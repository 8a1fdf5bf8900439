//! Configuration builder for test and development configurations.

use crate::{
	ApiConfig, Config, DeliveryConfig, OrderConfig, ServiceConfig, StorageConfig, WebhookConfig,
};
use rust_decimal::Decimal;
use std::collections::HashMap;

/// Builder for creating `Config` instances with a fluent API.
///
/// Defaults to the in-memory storage backend and the http transport with
/// an empty implementation table each.
#[derive(Debug, Clone)]
pub struct ConfigBuilder {
	service_id: String,
	storage_primary: String,
	storage_implementations: HashMap<String, toml::Value>,
	storage_cleanup_interval_seconds: u64,
	delivery_primary: String,
	delivery_implementations: HashMap<String, toml::Value>,
	order: OrderConfig,
	webhook: WebhookConfig,
	api: Option<ApiConfig>,
}

impl Default for ConfigBuilder {
	fn default() -> Self {
		Self::new()
	}
}

fn empty_table() -> toml::Value {
	toml::Value::Table(toml::map::Map::new())
}

impl ConfigBuilder {
	pub fn new() -> Self {
		Self {
			service_id: "orderhub-test".to_string(),
			storage_primary: "memory".to_string(),
			storage_implementations: HashMap::from([("memory".to_string(), empty_table())]),
			storage_cleanup_interval_seconds: 60,
			delivery_primary: "http".to_string(),
			delivery_implementations: HashMap::from([("http".to_string(), empty_table())]),
			order: OrderConfig::default(),
			webhook: WebhookConfig::default(),
			api: None,
		}
	}

	pub fn service_id(mut self, id: impl Into<String>) -> Self {
		self.service_id = id.into();
		self
	}

	/// Selects a storage backend and its raw configuration table.
	pub fn storage(mut self, primary: impl Into<String>, config: toml::Value) -> Self {
		let primary = primary.into();
		self.storage_implementations.insert(primary.clone(), config);
		self.storage_primary = primary;
		self
	}

	pub fn storage_cleanup_interval_seconds(mut self, interval: u64) -> Self {
		self.storage_cleanup_interval_seconds = interval;
		self
	}

	pub fn cancel_threshold_minutes(mut self, minutes: u64) -> Self {
		self.order.cancel_threshold_minutes = minutes;
		self
	}

	pub fn service_fee_rate(mut self, rate: Decimal) -> Self {
		self.order.service_fee_rate = rate;
		self
	}

	pub fn auto_complete_days(mut self, days: u64) -> Self {
		self.order.auto_complete_days = days;
		self
	}

	pub fn webhook_retry(mut self, retry_times: u32, retry_interval_minutes: u64) -> Self {
		self.webhook.retry_times = retry_times;
		self.webhook.retry_interval_minutes = retry_interval_minutes;
		self
	}

	pub fn api(mut self, api: Option<ApiConfig>) -> Self {
		self.api = api;
		self
	}

	pub fn build(self) -> Config {
		Config {
			service: ServiceConfig {
				id: self.service_id,
			},
			storage: StorageConfig {
				primary: self.storage_primary,
				implementations: self.storage_implementations,
				cleanup_interval_seconds: self.storage_cleanup_interval_seconds,
			},
			delivery: DeliveryConfig {
				primary: self.delivery_primary,
				implementations: self.delivery_implementations,
			},
			order: self.order,
			webhook: self.webhook,
			api: self.api,
		}
	}
}
//! Multi-file configuration loading.
//!
//! A root file may pull in other files through `include`. Sections are merged
//! at the top level only, so every section must come from exactly one file.

use crate::{resolve_env_vars, Config, ConfigError};
use std::collections::{HashMap, HashSet};
use std::path::{Path, PathBuf};

/// Configuration loader that handles multi-file configurations with includes.
pub struct ConfigLoader {
	/// Base path for resolving relative includes
	base_path: PathBuf,
	/// Track loaded files to prevent circular includes
	loaded_files: HashSet<PathBuf>,
	/// Track which sections come from which files for error reporting
	section_sources: HashMap<String, PathBuf>,
}

impl ConfigLoader {
	/// Creates a new ConfigLoader with the given base path.
	pub fn new(base_path: impl AsRef<Path>) -> Self {
		Self {
			base_path: base_path.as_ref().to_path_buf(),
			loaded_files: HashSet::new(),
			section_sources: HashMap::new(),
		}
	}

	/// Loads a configuration file and all its includes.
	pub async fn load_config(
		&mut self,
		config_path: impl AsRef<Path>,
	) -> Result<Config, ConfigError> {
		let config_path = self.resolve_path(config_path)?;

		let main_content = self.load_file(&config_path).await?;
		let main_toml: toml::Value = toml::from_str(&main_content)?;

		let includes = self.extract_includes(&main_toml)?;

		if includes.is_empty() {
			return main_content.parse();
		}

		let combined_toml = self
			.load_and_combine(main_toml, includes, config_path.clone())
			.await?;

		let config_str = toml::to_string(&combined_toml).map_err(|e| {
			ConfigError::Parse(format!("Failed to serialize combined config: {}", e))
		})?;
		config_str.parse()
	}

	/// Loads a file and resolves environment variables.
	async fn load_file(&mut self, path: &Path) -> Result<String, ConfigError> {
		let canonical_path = path.canonicalize().map_err(|e| {
			ConfigError::Io(std::io::Error::new(
				std::io::ErrorKind::NotFound,
				format!("Cannot resolve path {}: {}", path.display(), e),
			))
		})?;

		if !self.loaded_files.insert(canonical_path.clone()) {
			return Err(ConfigError::Validation(format!(
				"Circular include detected: {} was already loaded",
				canonical_path.display()
			)));
		}

		let content = tokio::fs::read_to_string(path).await?;
		resolve_env_vars(&content)
	}

	/// Extracts include directives from the configuration.
	fn extract_includes(&self, toml: &toml::Value) -> Result<Vec<PathBuf>, ConfigError> {
		let mut includes = Vec::new();

		if let Some(include_value) = toml.get("include") {
			if let Some(include_array) = include_value.as_array() {
				for item in include_array {
					if let Some(path_str) = item.as_str() {
						includes.push(PathBuf::from(path_str));
					} else {
						return Err(ConfigError::Validation(
							"Include array must contain only strings".into(),
						));
					}
				}
			} else if let Some(path_str) = include_value.as_str() {
				includes.push(PathBuf::from(path_str));
			} else {
				return Err(ConfigError::Validation(
					"Include must be a string or array of strings".into(),
				));
			}
		}

		Ok(includes)
	}

	/// Loads and combines configuration files with section uniqueness validation.
	async fn load_and_combine(
		&mut self,
		mut main_toml: toml::Value,
		includes: Vec<PathBuf>,
		main_file_path: PathBuf,
	) -> Result<toml::Value, ConfigError> {
		if let Some(table) = main_toml.as_table_mut() {
			table.remove("include");
		}

		if let Some(main_table) = main_toml.as_table() {
			for key in main_table.keys() {
				self.section_sources
					.insert(key.clone(), main_file_path.clone());
			}
		}

		for include_path in includes {
			let resolved_path = self.resolve_path(&include_path)?;
			let include_content = self.load_file(&resolved_path).await?;
			let include_toml: toml::Value = toml::from_str(&include_content)?;

			if let Some(include_table) = include_toml.as_table() {
				for key in include_table.keys() {
					if let Some(existing_source) = self.section_sources.get(key) {
						return Err(ConfigError::Validation(format!(
							"Duplicate section '{}' found in {} and {}. \
							Each top-level section must be unique across all configuration files.",
							key,
							existing_source.display(),
							resolved_path.display()
						)));
					}
					self.section_sources
						.insert(key.clone(), resolved_path.clone());
				}

				if let Some(main_table) = main_toml.as_table_mut() {
					for (key, value) in include_table {
						main_table.insert(key.clone(), value.clone());
					}
				}
			}
		}

		Ok(main_toml)
	}

	/// Resolves a path relative to the base path.
	fn resolve_path(&self, path: impl AsRef<Path>) -> Result<PathBuf, ConfigError> {
		let path = path.as_ref();

		let resolved = if path.is_absolute() {
			path.to_path_buf()
		} else {
			self.base_path.join(path)
		};

		if !resolved.exists() {
			return Err(ConfigError::Io(std::io::Error::new(
				std::io::ErrorKind::NotFound,
				format!("Configuration file not found: {}", resolved.display()),
			)));
		}

		Ok(resolved)
	}
}

#[cfg(test)]
mod tests {
	use super::*;
	use std::fs;
	use tempfile::TempDir;

	const SERVICE: &str = r#"
[service]
id = "orderhub-test"
"#;

	const BACKENDS: &str = r#"
[storage]
primary = "memory"
cleanup_interval_seconds = 600
[storage.implementations.memory]

[delivery]
primary = "http"
[delivery.implementations.http]
"#;

	#[tokio::test]
	async fn test_single_file_config() {
		let temp_dir = TempDir::new().unwrap();
		let config_path = temp_dir.path().join("config.toml");
		fs::write(&config_path, format!("{}{}", SERVICE, BACKENDS)).unwrap();

		let mut loader = ConfigLoader::new(temp_dir.path());
		let config = loader.load_config(&config_path).await.unwrap();

		assert_eq!(config.service.id, "orderhub-test");
		assert_eq!(config.storage.cleanup_interval_seconds, 600);
	}

	#[tokio::test]
	async fn test_config_with_includes() {
		let temp_dir = TempDir::new().unwrap();
		let main_config = format!(
			"include = [\"backends.toml\", \"webhook.toml\"]\n{}",
			SERVICE
		);
		let webhook_config = r#"
[webhook]
retry_times = 5
retry_interval_minutes = 1
"#;

		fs::write(temp_dir.path().join("main.toml"), main_config).unwrap();
		fs::write(temp_dir.path().join("backends.toml"), BACKENDS).unwrap();
		fs::write(temp_dir.path().join("webhook.toml"), webhook_config).unwrap();

		let mut loader = ConfigLoader::new(temp_dir.path());
		let config = loader.load_config("main.toml").await.unwrap();

		assert_eq!(config.storage.primary, "memory");
		assert_eq!(config.webhook.retry_times, 5);
		assert_eq!(config.webhook.retry_interval_minutes, 1);
	}

	#[tokio::test]
	async fn test_duplicate_section_error() {
		let temp_dir = TempDir::new().unwrap();
		let main_config = format!("include = [\"dup.toml\"]\n{}", SERVICE);

		fs::write(temp_dir.path().join("main.toml"), main_config).unwrap();
		fs::write(temp_dir.path().join("dup.toml"), SERVICE).unwrap();

		let mut loader = ConfigLoader::new(temp_dir.path());
		let error_msg = loader
			.load_config("main.toml")
			.await
			.unwrap_err()
			.to_string();

		assert!(error_msg.contains("Duplicate section 'service'"));
	}

	#[tokio::test]
	async fn test_self_include_detection() {
		let temp_dir = TempDir::new().unwrap();
		let config = format!("include = [\"self.toml\"]\n{}", SERVICE);
		fs::write(temp_dir.path().join("self.toml"), config).unwrap();

		let mut loader = ConfigLoader::new(temp_dir.path());
		let error_msg = loader
			.load_config("self.toml")
			.await
			.unwrap_err()
			.to_string();

		assert!(error_msg.contains("already loaded"));
	}

	#[tokio::test]
	async fn test_missing_include_reports_path() {
		let temp_dir = TempDir::new().unwrap();
		let config = format!("include = \"absent.toml\"\n{}", SERVICE);
		fs::write(temp_dir.path().join("main.toml"), config).unwrap();

		let mut loader = ConfigLoader::new(temp_dir.path());
		let error_msg = loader
			.load_config("main.toml")
			.await
			.unwrap_err()
			.to_string();

		assert!(error_msg.contains("absent.toml"));
	}
}
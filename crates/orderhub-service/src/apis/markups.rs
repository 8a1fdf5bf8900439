//! Markup rule administration and price preview.

use crate::apis::{api_error, ActingParty};
use crate::server::AppState;
use axum::{
	extract::{Path, State},
	http::StatusCode,
	response::Json,
};
use orderhub_types::{
	APIError, CreateMarkupRequest, MarkupQuote, MarkupRequest, PriceMarkup, UpdateMarkupRequest,
};

/// Handles POST /api/markups/calculate.
///
/// Open to every authenticated party; the quote only reflects published
/// rules and never changes state.
pub async fn calculate(
	State(state): State<AppState>,
	ActingParty(_actor): ActingParty,
	Json(request): Json<MarkupRequest>,
) -> Result<Json<MarkupQuote>, APIError> {
	state
		.engine
		.markups()
		.preview(&request)
		.map(Json)
		.map_err(api_error)
}

pub async fn list_rules(
	State(state): State<AppState>,
	ActingParty(actor): ActingParty,
) -> Result<Json<Vec<PriceMarkup>>, APIError> {
	state
		.engine
		.markups()
		.list(&actor)
		.await
		.map(Json)
		.map_err(api_error)
}

pub async fn get_rule(
	State(state): State<AppState>,
	ActingParty(actor): ActingParty,
	Path(id): Path<u64>,
) -> Result<Json<PriceMarkup>, APIError> {
	state
		.engine
		.markups()
		.get(id, &actor)
		.await
		.map(Json)
		.map_err(api_error)
}

pub async fn create_rule(
	State(state): State<AppState>,
	ActingParty(actor): ActingParty,
	Json(request): Json<CreateMarkupRequest>,
) -> Result<(StatusCode, Json<PriceMarkup>), APIError> {
	let rule = state
		.engine
		.markups()
		.create(&actor, request)
		.await
		.map_err(api_error)?;
	Ok((StatusCode::CREATED, Json(rule)))
}

pub async fn update_rule(
	State(state): State<AppState>,
	ActingParty(actor): ActingParty,
	Path(id): Path<u64>,
	Json(update): Json<UpdateMarkupRequest>,
) -> Result<Json<PriceMarkup>, APIError> {
	state
		.engine
		.markups()
		.update(id, &actor, update)
		.await
		.map(Json)
		.map_err(api_error)
}

pub async fn toggle_rule(
	State(state): State<AppState>,
	ActingParty(actor): ActingParty,
	Path(id): Path<u64>,
) -> Result<Json<PriceMarkup>, APIError> {
	state
		.engine
		.markups()
		.toggle(id, &actor)
		.await
		.map(Json)
		.map_err(api_error)
}

pub async fn delete_rule(
	State(state): State<AppState>,
	ActingParty(actor): ActingParty,
	Path(id): Path<u64>,
) -> Result<StatusCode, APIError> {
	state
		.engine
		.markups()
		.delete(id, &actor)
		.await
		.map_err(api_error)?;
	Ok(StatusCode::NO_CONTENT)
}
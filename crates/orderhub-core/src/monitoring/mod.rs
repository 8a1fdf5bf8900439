//! Periodic sweeps over order state.

pub mod auto_complete;

pub use auto_complete::AutoCompleteMonitor;
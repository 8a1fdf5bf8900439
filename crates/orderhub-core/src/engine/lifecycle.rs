//! Startup and shutdown of the order engine.

use super::{EngineError, OrderEngine};
use orderhub_types::Actor;

impl OrderEngine {
	/// Publishes the stored markup rules, restores missing webhook queue
	/// entries, and reports cancel requests that disagree with their orders.
	pub async fn initialize(&self) -> Result<(), EngineError> {
		tracing::info!(service_id = %self.config.service.id, "Initializing order engine");

		let rules = self.markup_handler.refresh().await?;
		tracing::info!(rules, "Markup rules loaded");

		self.dispatcher
			.rebuild_queue()
			.await
			.map_err(|e| EngineError::Storage(e.to_string()))?;

		let inconsistencies = self
			.cancellation_handler
			.find_inconsistencies(&Actor::System)
			.await?;
		for found in &inconsistencies {
			tracing::warn!(
				request_id = found.request_id,
				order_id = found.order_id,
				kind = ?found.kind,
				"Cancel request inconsistent with its order"
			);
		}
		Ok(())
	}

	/// Runs a final outbox pass so tasks committed just before shutdown get
	/// one attempt.
	pub async fn shutdown(&self) -> Result<(), EngineError> {
		tracing::info!("Shutting down order engine");
		let report = self
			.dispatcher
			.drain_once()
			.await
			.map_err(|e| EngineError::Storage(e.to_string()))?;
		if report.claimed > 0 {
			tracing::info!(delivered = report.succeeded, "Final webhook pass finished");
		}
		Ok(())
	}
}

* What needs to be done:
Select and copy every line of the material that holds the string "crates".

* Reply to the exercise:
filename crates/orderhub-service/src/apis/markups.rs
filename crates/orderhub-core/src/monitoring/mod.rs
filename crates/orderhub-core/src/engine/lifecycle.rs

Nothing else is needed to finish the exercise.